Los marcadores se obtuvieron de los análisis de una colilla de LM y de unos calzoncillos, ambas pruebas procedentes del registro de la vivienda del detenido en Alhaurín el Grande, según confirmaron a ABC los agentes de Criminalística.
Los investigadores analizaron primero esas dos muestras al pensar que de ellas obtendrían el ADN con mayor celeridad y certeza que si estudiaban todos los vestigios que han llegado a estas dependencias y que aún están pendientes: varias prendas, unos bastoncillos y parte de la tulipa trasera del Mazda del detenido, entre otros. De momento, los análisis que se estaban haciendo de otros sospechosos en relación con estos casos quedan paralizados.
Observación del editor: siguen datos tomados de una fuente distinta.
//! Entry segmenter: normalized lines → raw entry blocks.
//!
//! The partition is total: every input line lands in exactly one block, in
//! order. Lines before the first headword still form a block of their own so
//! nothing is lost; the parser reports it if it makes no sense.

use schedario_core::{Diagnostic, Diagnostics, NormalizedLine, RawEntryBlock, VolumeId};
use tracing::{debug, warn};

use crate::classify::{LineClass, LineClassifier};
use crate::config::ParsingConfig;

/// Output of [`Segmenter::segment`].
#[derive(Debug, Clone, Default)]
pub struct Segmentation {
    pub blocks: Vec<RawEntryBlock>,
    pub diagnostics: Diagnostics,
}

impl Segmentation {
    /// All lines of all blocks, in order.
    pub fn lines(&self) -> impl Iterator<Item = &NormalizedLine> {
        self.blocks.iter().flat_map(|b| b.lines.iter())
    }
}

/// Whether a block's definition already looks finished, so an ambiguous
/// line after it may start a new entry.
fn is_closed(block: &RawEntryBlock) -> bool {
    if block.lines.len() == 1 && is_section_letter(&block.first_line().text) {
        return true;
    }
    block
        .lines
        .last()
        .map(|l| l.text.trim_end())
        .is_some_and(|t| t.ends_with(['.', '!', '?', '…']))
}

pub(crate) fn is_section_letter(text: &str) -> bool {
    let mut chars = text.trim().chars();
    matches!((chars.next(), chars.next()), (Some(c), None) if c.is_uppercase())
}

/// Line and boundary counts of the page being segmented.
struct PageTally {
    volume: VolumeId,
    page: usize,
    lines: usize,
    boundaries: usize,
}

impl PageTally {
    fn flush(&self, threshold: usize, diagnostics: &mut Diagnostics) {
        if self.boundaries == 0 && self.lines >= threshold {
            warn!(
                volume = %self.volume,
                page = self.page,
                lines = self.lines,
                "no entry boundary on page"
            );
            diagnostics.push(Diagnostic::MissingBoundary {
                volume: self.volume,
                page: self.page,
                lines: self.lines,
            });
        }
    }
}

/// Splits a volume's line stream into entry blocks.
#[derive(Debug, Clone)]
pub struct Segmenter {
    classifier: LineClassifier,
    missing_boundary_lines: usize,
}

impl Default for Segmenter {
    fn default() -> Self {
        Self::from_config(&ParsingConfig::default())
    }
}

impl Segmenter {
    pub fn new(classifier: LineClassifier, missing_boundary_lines: usize) -> Self {
        Self {
            classifier,
            missing_boundary_lines,
        }
    }

    pub fn from_config(config: &ParsingConfig) -> Self {
        Self::new(
            LineClassifier::from_config(config),
            config.missing_boundary_lines,
        )
    }

    pub fn classifier(&self) -> &LineClassifier {
        &self.classifier
    }

    pub fn segment(&self, lines: Vec<NormalizedLine>) -> Segmentation {
        let mut out = Segmentation::default();
        let mut current: Option<RawEntryBlock> = None;
        let mut tally: Option<PageTally> = None;

        for line in lines {
            let starts = match self.classifier.classify(&line) {
                LineClass::Headword => true,
                LineClass::Continuation => false,
                LineClass::Ambiguous => {
                    // Prefer continuation unless the open block is finished.
                    let split = current.as_ref().is_none_or(is_closed);
                    debug!(text = %line.text, split, "ambiguous boundary");
                    out.diagnostics.push(Diagnostic::AmbiguousBoundary {
                        volume: line.volume,
                        page: line.page,
                        text: line.text.clone(),
                        split,
                    });
                    split
                }
            };
            // A section letter never takes continuation lines.
            let starts = starts
                || current
                    .as_ref()
                    .is_some_and(|b| b.lines.len() == 1 && is_section_letter(&b.first_line().text));

            let same_page = tally
                .as_ref()
                .is_some_and(|t| t.page == line.page && t.volume == line.volume);
            if !same_page {
                if let Some(t) = tally.take() {
                    t.flush(self.missing_boundary_lines, &mut out.diagnostics);
                }
                tally = Some(PageTally {
                    volume: line.volume,
                    page: line.page,
                    lines: 0,
                    boundaries: 0,
                });
            }
            if let Some(t) = tally.as_mut() {
                t.lines += 1;
                if starts {
                    t.boundaries += 1;
                }
            }

            if starts || current.is_none() {
                if let Some(done) = current.replace(RawEntryBlock::new(line)) {
                    out.blocks.push(done);
                }
            } else if let Some(block) = current.as_mut() {
                block.lines.push(line);
            }
        }

        if let Some(t) = &tally {
            t.flush(self.missing_boundary_lines, &mut out.diagnostics);
        }
        out.blocks.extend(current);
        out
    }
}
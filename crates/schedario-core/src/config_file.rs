use std::collections::BTreeMap;
use std::path::{Path, PathBuf};

use serde::{Deserialize, Serialize};

/// On-disk TOML configuration structure.
/// All fields are optional so partial configs work (merge with defaults).
#[derive(Debug, Clone, Default, Serialize, Deserialize)]
pub struct ConfigFile {
    pub volumes: Option<Vec<VolumeConfig>>,
    pub output: Option<OutputConfig>,
    pub parsing: Option<ParsingSection>,
}

/// One `[[volumes]]` table.
#[derive(Debug, Clone, Default, Serialize, Deserialize)]
pub struct VolumeConfig {
    pub id: Option<u8>,
    pub path: Option<String>,
    /// 1-based number of the first dictionary page; earlier pages are
    /// front matter and are not read.
    pub first_page: Option<usize>,
}

#[derive(Debug, Clone, Default, Serialize, Deserialize)]
pub struct OutputConfig {
    pub path: Option<String>,
    pub detailed: Option<bool>,
    pub diagnostics_path: Option<String>,
}

/// Heuristic overrides, fed into the parsing config builder.
#[derive(Debug, Clone, Default, Serialize, Deserialize)]
pub struct ParsingSection {
    /// Extra boilerplate line patterns, appended to the built-in ones.
    pub boilerplate_patterns: Option<Vec<String>>,
    /// Extra strong headword patterns, appended to the built-in rules.
    pub headword_patterns: Option<Vec<String>>,
    /// Replaces the built-in "see" markers.
    pub alias_markers: Option<Vec<String>>,
    /// Replaces the built-in variant separators.
    pub variant_separators: Option<Vec<String>>,
    pub column_bounds: Option<Vec<f32>>,
    /// Baseline distance (fraction of page height) within which text
    /// fragments share a line.
    pub line_tolerance: Option<f32>,
    /// Distance (fraction of page width) from the column edge within which
    /// a line counts as flush left.
    pub indent_tolerance: Option<f32>,
    pub edge_depth: Option<usize>,
    pub min_repeat_pages: Option<usize>,
    pub max_hyphen_gap: Option<usize>,
    pub max_headword_words: Option<usize>,
    pub missing_boundary_lines: Option<usize>,
    pub definition_separator: Option<String>,
    /// Extra qualifier abbreviations (without the dot) and their expansions.
    pub abbreviations: Option<BTreeMap<String, String>>,
}

/// Platform config directory path: `<config_dir>/schedario/config.toml`.
pub fn config_path() -> Option<PathBuf> {
    dirs::config_dir().map(|d| d.join("schedario").join("config.toml"))
}

/// Load config by cascading CWD `.schedario.toml` over platform config.
/// CWD values override platform values.
pub fn load_config() -> ConfigFile {
    let platform = config_path().and_then(|p| load_from_path(&p));
    let cwd = load_from_path(Path::new(".schedario.toml"));

    match (platform, cwd) {
        (None, None) => ConfigFile::default(),
        (Some(p), None) => p,
        (None, Some(c)) => c,
        (Some(p), Some(c)) => merge(p, c),
    }
}

/// Load a config from a specific path. Returns `None` if the file doesn't
/// exist or can't be parsed.
pub fn load_from_path(path: &Path) -> Option<ConfigFile> {
    let content = std::fs::read_to_string(path).ok()?;
    toml::from_str(&content).ok()
}

fn pick<S, T>(
    overlay: Option<&S>,
    base: Option<&S>,
    field: impl Fn(&S) -> Option<T>,
) -> Option<T> {
    overlay.and_then(&field).or_else(|| base.and_then(&field))
}

/// Merge two configs: `overlay` values take precedence over `base`.
///
/// The volume list is taken whole from whichever side defines it.
pub fn merge(base: ConfigFile, overlay: ConfigFile) -> ConfigFile {
    let (bo, oo) = (base.output.as_ref(), overlay.output.as_ref());
    let (bp, op) = (base.parsing.as_ref(), overlay.parsing.as_ref());

    ConfigFile {
        volumes: overlay.volumes.clone().or(base.volumes.clone()),
        output: Some(OutputConfig {
            path: pick(oo, bo, |o| o.path.clone()),
            detailed: pick(oo, bo, |o| o.detailed),
            diagnostics_path: pick(oo, bo, |o| o.diagnostics_path.clone()),
        }),
        parsing: Some(ParsingSection {
            boilerplate_patterns: pick(op, bp, |p| p.boilerplate_patterns.clone()),
            headword_patterns: pick(op, bp, |p| p.headword_patterns.clone()),
            alias_markers: pick(op, bp, |p| p.alias_markers.clone()),
            variant_separators: pick(op, bp, |p| p.variant_separators.clone()),
            column_bounds: pick(op, bp, |p| p.column_bounds.clone()),
            line_tolerance: pick(op, bp, |p| p.line_tolerance),
            indent_tolerance: pick(op, bp, |p| p.indent_tolerance),
            edge_depth: pick(op, bp, |p| p.edge_depth),
            min_repeat_pages: pick(op, bp, |p| p.min_repeat_pages),
            max_hyphen_gap: pick(op, bp, |p| p.max_hyphen_gap),
            max_headword_words: pick(op, bp, |p| p.max_headword_words),
            missing_boundary_lines: pick(op, bp, |p| p.missing_boundary_lines),
            definition_separator: pick(op, bp, |p| p.definition_separator.clone()),
            abbreviations: pick(op, bp, |p| p.abbreviations.clone()),
        }),
    }
}

/// Save the config to the platform config directory.
pub fn save_config(config: &ConfigFile) -> Result<PathBuf, String> {
    let path = config_path().ok_or_else(|| "Could not determine config directory".to_string())?;
    if let Some(parent) = path.parent() {
        std::fs::create_dir_all(parent)
            .map_err(|e| format!("Failed to create config directory: {}", e))?;
    }
    let content =
        toml::to_string_pretty(config).map_err(|e| format!("Failed to serialize config: {}", e))?;
    std::fs::write(&path, content).map_err(|e| format!("Failed to write config: {}", e))?;
    Ok(path)
}

#[cfg(test)]
mod tests {
    use super::*;

    #[test]
    fn volumes_parse_from_toml() {
        let toml_str = r#"
[[volumes]]
id = 1
path = "1.pdf"
first_page = 5

[[volumes]]
id = 2
path = "2.pdf"

[output]
path = "out/schedario.json"
"#;
        let parsed: ConfigFile = toml::from_str(toml_str).unwrap();
        let volumes = parsed.volumes.unwrap();
        assert_eq!(volumes.len(), 2);
        assert_eq!(volumes[0].first_page, Some(5));
        assert_eq!(volumes[1].first_page, None);
        assert_eq!(parsed.output.unwrap().path.unwrap(), "out/schedario.json");
    }

    #[test]
    fn parsing_section_absent_deserializes_as_none() {
        let parsed: ConfigFile = toml::from_str("[output]\ndetailed = true\n").unwrap();
        assert!(parsed.parsing.is_none());
    }

    #[test]
    fn merge_overlay_wins_per_field() {
        let base = ConfigFile {
            output: Some(OutputConfig {
                path: Some("/base/out.json".to_string()),
                detailed: Some(true),
                ..Default::default()
            }),
            parsing: Some(ParsingSection {
                max_hyphen_gap: Some(4),
                ..Default::default()
            }),
            ..Default::default()
        };
        let overlay = ConfigFile {
            output: Some(OutputConfig {
                path: Some("/overlay/out.json".to_string()),
                ..Default::default()
            }),
            ..Default::default()
        };
        let merged = merge(base, overlay);
        let output = merged.output.unwrap();
        assert_eq!(output.path.unwrap(), "/overlay/out.json");
        assert_eq!(output.detailed, Some(true));
        assert_eq!(merged.parsing.unwrap().max_hyphen_gap, Some(4));
    }

    #[test]
    fn load_from_path_reads_file() {
        let dir = tempfile::tempdir().unwrap();
        let path = dir.path().join("config.toml");
        std::fs::write(&path, "[parsing]\nalias_markers = [\"v.\", \"cfr.\"]\n").unwrap();
        let loaded = load_from_path(&path).unwrap();
        assert_eq!(
            loaded.parsing.unwrap().alias_markers.unwrap(),
            vec!["v.".to_string(), "cfr.".to_string()]
        );
        assert!(load_from_path(&dir.path().join("missing.toml")).is_none());
    }
}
Una parálisis que los investigadores esperan que se levante con respecto al anteproyecto de ley reguladora de las bases de datos de ADN criminal, que duerme en un cajón desde 1999. Los expertos policiales se muestran, una vez más tajantes: «Si no se legisla ahora el ADN, no se hará nunca. La conexión de dos casos tan remotos en el tiempo es el aldabonazo definitivo». Hay que recordar que Policía y Guardia Civil almacenan más de 10.500 códigos genéticos que no tienen dueño en sus respectivas bases de datos, obtenidos en hechos criminales.
En relación con el caso King, la Guardia Civil ha recibido ya respuesta de varios países, incluida Gran Bretaña. Su perfil genético no está guardado en ninguno de los países del entorno de los que se ha obtenido información.